Series 2013-G1 Monthly Administration Fee” means, with respect to any Payment Date, the fee payable to the Series 2013-G1 Administrator on such Payment Date as compensation for the performance of the Series 2013-G1 Administrator’s obligations under the Series 2013-G1 Administration Agreement.
“Series 2013-G1 Monthly Interest” means, with respect to any Payment Date, the sum of (i) the Series 2013-G1 Daily Interest Amount for each day in the related Series 2013-G1 Interest Period, plus (ii) all previously due and unpaid amounts described in clause (i) with respect to prior Series 2013-G1 Interest Periods (together with interest on such unpaid amounts required to be paid in this clause (ii) at the Series 2013-G1 Note Rate).
“Series 2013-G1 Monthly Servicing Certificate” has the meaning specified in Section 5.1(b) of the Series 2013-G1 Supplement.

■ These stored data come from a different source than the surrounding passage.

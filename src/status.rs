//! Status file read by the tray applet and the `status` subcommand.
//!
//! Format: the mode (`day`, `night` or `off`) on the first line, the applied
//! temperature on the second line unless the mode is `off`.

use std::fs;
use std::io;
use std::path::{Path, PathBuf};

use crate::config::write_atomic;
use crate::error::Result;
use crate::schedule::OperatingMode;

pub const DEFAULT_STATUS_PATH: &str = "/tmp/redshift-scheduler.status";

#[derive(Debug, Clone)]
pub struct StatusFile {
    path: PathBuf,
}

impl StatusFile {
    pub fn new(path: impl Into<PathBuf>) -> Self {
        StatusFile { path: path.into() }
    }

    pub fn path(&self) -> &Path {
        &self.path
    }

    pub fn write(&self, mode: OperatingMode) -> Result<()> {
        let contents = match mode.temperature() {
            Some(kelvin) => format!("{}\n{}\n", mode.label(), kelvin),
            None => format!("{}\n", mode.label()),
        };
        write_atomic(&self.path, contents.as_bytes())
    }

    pub fn read(&self) -> Result<OperatingMode> {
        let contents = fs::read_to_string(&self.path)?;
        parse(&contents).ok_or_else(|| {
            io::Error::new(
                io::ErrorKind::InvalidData,
                format!("unrecognised status file {}", self.path.display()),
            )
            .into()
        })
    }
}

fn parse(contents: &str) -> Option<OperatingMode> {
    let mut lines = contents.lines().map(str::trim);
    let label = lines.next()?;
    let mut temperature = || lines.next().and_then(|l| l.parse::<u32>().ok());
    match label {
        "off" => Some(OperatingMode::Off),
        "day" => temperature().map(OperatingMode::Day),
        "night" => temperature().map(OperatingMode::Night),
        _ => None,
    }
}

#[cfg(test)]
mod tests {
    use super::*;
    use tempfile::TempDir;

    #[test]
    fn test_write_and_read() {
        let dir = TempDir::new().unwrap();
        let status = StatusFile::new(dir.path().join("status"));

        status.write(OperatingMode::Night(4800)).unwrap();
        assert_eq!(fs::read_to_string(status.path()).unwrap(), "night\n4800\n");
        assert_eq!(status.read().unwrap(), OperatingMode::Night(4800));

        status.write(OperatingMode::Off).unwrap();
        assert_eq!(status.read().unwrap(), OperatingMode::Off);
    }

    #[test]
    fn test_parse_rejects_garbage() {
        assert_eq!(parse("day\n5800"), Some(OperatingMode::Day(5800)));
        assert_eq!(parse("night"), None);
        assert_eq!(parse("on\n4800"), None);
        assert_eq!(parse(""), None);
    }

    #[test]
    fn test_read_missing() {
        let dir = TempDir::new().unwrap();
        let status = StatusFile::new(dir.path().join("absent"));
        assert!(status.read().is_err());
    }
}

“Series 2013-G1 Non-Program Vehicle” means, as of any date of determination, a Series 2013-G1 Eligible Vehicle that is not a Series 2013-G1 Program Vehicle as of such date.
“Series 2013-G1 Note” means the Series 2013-G1 Variable Funding Rental Car Asset Backed Note, executed by HVF and authenticated by or on behalf of the Trustee, substantially in the form of Exhibit A hereto.
“Series 2013-G1 Note Obligations” means all principal, interest and other amounts, at any time and from time to time, owing by HVF on the Series 2013-G1 Note and all costs, fees and expenses payable by, or obligations of, HVF under the Series 2013-G1 Supplement and/or the Series 2013-G1 Related Documents (other than any portions thereof relating solely to any Series of Indenture Notes other than the Series 2013-G1 Note).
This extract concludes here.